■ The task
Within the data that follows, set down exactly the lines from the one containing "repository 887a16f6b5aff4f2" through the one containing "not settlement. A", both ends included.

-- Information provided follows --

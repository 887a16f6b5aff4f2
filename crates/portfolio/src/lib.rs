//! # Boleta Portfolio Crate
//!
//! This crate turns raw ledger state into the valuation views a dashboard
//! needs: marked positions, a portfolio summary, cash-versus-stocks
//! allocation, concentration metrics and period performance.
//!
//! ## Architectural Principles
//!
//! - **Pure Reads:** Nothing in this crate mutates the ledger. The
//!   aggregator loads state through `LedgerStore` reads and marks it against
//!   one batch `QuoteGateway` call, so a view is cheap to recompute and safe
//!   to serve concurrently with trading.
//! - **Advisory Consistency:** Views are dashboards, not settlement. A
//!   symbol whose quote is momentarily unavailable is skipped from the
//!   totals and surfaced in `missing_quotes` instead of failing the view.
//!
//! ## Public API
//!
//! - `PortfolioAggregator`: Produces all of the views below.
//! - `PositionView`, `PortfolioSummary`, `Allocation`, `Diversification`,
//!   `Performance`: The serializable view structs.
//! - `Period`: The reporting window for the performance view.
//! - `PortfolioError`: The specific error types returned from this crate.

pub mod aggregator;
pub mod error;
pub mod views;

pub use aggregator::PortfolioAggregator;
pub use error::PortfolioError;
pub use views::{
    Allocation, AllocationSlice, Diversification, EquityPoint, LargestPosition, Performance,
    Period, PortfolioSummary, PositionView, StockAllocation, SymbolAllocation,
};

-- Information provided concluded --
-- Information provided follows --

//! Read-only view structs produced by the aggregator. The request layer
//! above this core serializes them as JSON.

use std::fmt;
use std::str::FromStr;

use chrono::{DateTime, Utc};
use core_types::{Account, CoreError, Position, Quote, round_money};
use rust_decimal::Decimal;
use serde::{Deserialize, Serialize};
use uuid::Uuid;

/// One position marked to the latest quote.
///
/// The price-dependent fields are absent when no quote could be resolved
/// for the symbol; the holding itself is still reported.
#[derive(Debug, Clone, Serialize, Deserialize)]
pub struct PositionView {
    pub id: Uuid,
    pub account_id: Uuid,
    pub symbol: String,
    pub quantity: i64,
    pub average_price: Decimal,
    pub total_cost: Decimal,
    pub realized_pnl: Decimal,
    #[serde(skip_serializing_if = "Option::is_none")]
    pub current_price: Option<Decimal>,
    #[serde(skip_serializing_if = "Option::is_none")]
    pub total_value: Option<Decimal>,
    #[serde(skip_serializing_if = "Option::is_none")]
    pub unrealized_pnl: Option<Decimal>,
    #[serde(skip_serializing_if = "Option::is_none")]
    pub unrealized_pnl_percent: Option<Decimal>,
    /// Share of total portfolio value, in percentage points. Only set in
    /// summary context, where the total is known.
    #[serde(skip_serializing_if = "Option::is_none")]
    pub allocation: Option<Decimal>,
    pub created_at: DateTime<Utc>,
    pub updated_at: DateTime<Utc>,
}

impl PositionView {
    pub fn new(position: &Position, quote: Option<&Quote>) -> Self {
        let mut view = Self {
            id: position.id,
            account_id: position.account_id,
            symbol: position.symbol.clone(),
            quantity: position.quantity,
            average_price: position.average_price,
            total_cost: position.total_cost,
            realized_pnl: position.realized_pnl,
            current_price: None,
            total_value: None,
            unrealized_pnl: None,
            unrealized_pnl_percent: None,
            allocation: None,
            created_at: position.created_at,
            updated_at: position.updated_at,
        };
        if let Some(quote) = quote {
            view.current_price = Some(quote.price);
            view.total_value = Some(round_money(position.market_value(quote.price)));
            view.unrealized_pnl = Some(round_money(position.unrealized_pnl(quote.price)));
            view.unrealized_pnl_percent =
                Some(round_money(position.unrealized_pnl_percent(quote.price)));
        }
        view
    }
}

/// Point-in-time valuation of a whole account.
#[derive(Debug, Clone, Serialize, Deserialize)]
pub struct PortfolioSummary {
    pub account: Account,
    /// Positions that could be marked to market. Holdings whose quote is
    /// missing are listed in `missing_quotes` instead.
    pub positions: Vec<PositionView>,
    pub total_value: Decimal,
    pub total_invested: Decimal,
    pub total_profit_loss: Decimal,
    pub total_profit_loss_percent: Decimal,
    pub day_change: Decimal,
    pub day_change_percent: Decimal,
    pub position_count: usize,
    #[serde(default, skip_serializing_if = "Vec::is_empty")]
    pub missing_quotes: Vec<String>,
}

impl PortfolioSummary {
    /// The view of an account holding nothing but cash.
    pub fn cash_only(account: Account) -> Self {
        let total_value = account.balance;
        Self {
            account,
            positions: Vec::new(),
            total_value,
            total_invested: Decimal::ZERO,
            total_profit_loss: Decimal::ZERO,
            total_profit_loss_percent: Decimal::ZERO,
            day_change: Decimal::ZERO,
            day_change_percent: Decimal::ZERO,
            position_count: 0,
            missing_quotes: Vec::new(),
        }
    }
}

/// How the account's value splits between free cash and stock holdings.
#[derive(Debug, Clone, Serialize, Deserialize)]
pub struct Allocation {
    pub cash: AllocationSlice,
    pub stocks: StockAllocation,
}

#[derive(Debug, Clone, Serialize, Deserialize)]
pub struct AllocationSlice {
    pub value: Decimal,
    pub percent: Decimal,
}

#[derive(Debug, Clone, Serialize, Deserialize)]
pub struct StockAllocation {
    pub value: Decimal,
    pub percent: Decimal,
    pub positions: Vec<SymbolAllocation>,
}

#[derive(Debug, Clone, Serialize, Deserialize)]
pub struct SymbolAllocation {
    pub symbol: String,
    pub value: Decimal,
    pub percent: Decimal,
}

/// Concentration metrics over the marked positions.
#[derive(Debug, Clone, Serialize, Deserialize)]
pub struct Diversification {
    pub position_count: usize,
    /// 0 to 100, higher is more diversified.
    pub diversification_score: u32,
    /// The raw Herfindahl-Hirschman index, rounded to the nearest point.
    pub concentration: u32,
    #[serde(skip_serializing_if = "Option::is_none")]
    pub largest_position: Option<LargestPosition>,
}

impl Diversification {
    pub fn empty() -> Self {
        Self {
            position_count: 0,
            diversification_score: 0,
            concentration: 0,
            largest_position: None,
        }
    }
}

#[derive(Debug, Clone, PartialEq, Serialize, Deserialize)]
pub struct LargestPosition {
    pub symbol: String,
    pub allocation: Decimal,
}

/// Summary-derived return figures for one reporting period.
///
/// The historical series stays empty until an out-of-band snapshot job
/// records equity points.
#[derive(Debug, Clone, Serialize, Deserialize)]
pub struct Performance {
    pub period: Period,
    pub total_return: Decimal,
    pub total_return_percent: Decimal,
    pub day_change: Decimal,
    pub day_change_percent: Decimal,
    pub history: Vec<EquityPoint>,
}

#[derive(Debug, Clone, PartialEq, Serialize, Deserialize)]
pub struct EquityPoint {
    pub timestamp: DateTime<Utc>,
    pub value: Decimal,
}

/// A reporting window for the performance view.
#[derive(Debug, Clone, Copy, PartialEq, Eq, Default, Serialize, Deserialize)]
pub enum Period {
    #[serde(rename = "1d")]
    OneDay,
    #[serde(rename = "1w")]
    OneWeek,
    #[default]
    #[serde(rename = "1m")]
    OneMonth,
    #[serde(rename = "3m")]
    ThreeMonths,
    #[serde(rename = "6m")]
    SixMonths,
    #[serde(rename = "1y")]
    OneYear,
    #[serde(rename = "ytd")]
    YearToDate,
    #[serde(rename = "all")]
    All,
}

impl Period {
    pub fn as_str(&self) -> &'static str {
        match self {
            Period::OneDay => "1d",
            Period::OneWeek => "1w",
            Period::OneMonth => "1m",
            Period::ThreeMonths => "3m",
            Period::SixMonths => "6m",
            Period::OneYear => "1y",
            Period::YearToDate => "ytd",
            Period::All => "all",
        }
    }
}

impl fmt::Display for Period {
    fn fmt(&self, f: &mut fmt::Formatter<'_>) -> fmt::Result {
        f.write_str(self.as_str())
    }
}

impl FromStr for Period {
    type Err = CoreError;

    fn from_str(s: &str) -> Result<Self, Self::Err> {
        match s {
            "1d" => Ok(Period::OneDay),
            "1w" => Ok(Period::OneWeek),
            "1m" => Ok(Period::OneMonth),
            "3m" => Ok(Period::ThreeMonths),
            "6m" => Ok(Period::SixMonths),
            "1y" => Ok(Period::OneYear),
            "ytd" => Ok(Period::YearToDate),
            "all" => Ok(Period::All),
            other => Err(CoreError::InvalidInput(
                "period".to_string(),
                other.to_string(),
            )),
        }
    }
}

-- Information provided concluded --

■ Solved problem
repository 887a16f6b5aff4f2
filename crates/portfolio/src/lib.rs
//! # Boleta Portfolio Crate
//!
//! This crate turns raw ledger state into the valuation views a dashboard
//! needs: marked positions, a portfolio summary, cash-versus-stocks
//! allocation, concentration metrics and period performance.
//!
//! ## Architectural Principles
//!
//! - **Pure Reads:** Nothing in this crate mutates the ledger. The
//!   aggregator loads state through `LedgerStore` reads and marks it against
//!   one batch `QuoteGateway` call, so a view is cheap to recompute and safe
//!   to serve concurrently with trading.
//! - **Advisory Consistency:** Views are dashboards, not settlement. A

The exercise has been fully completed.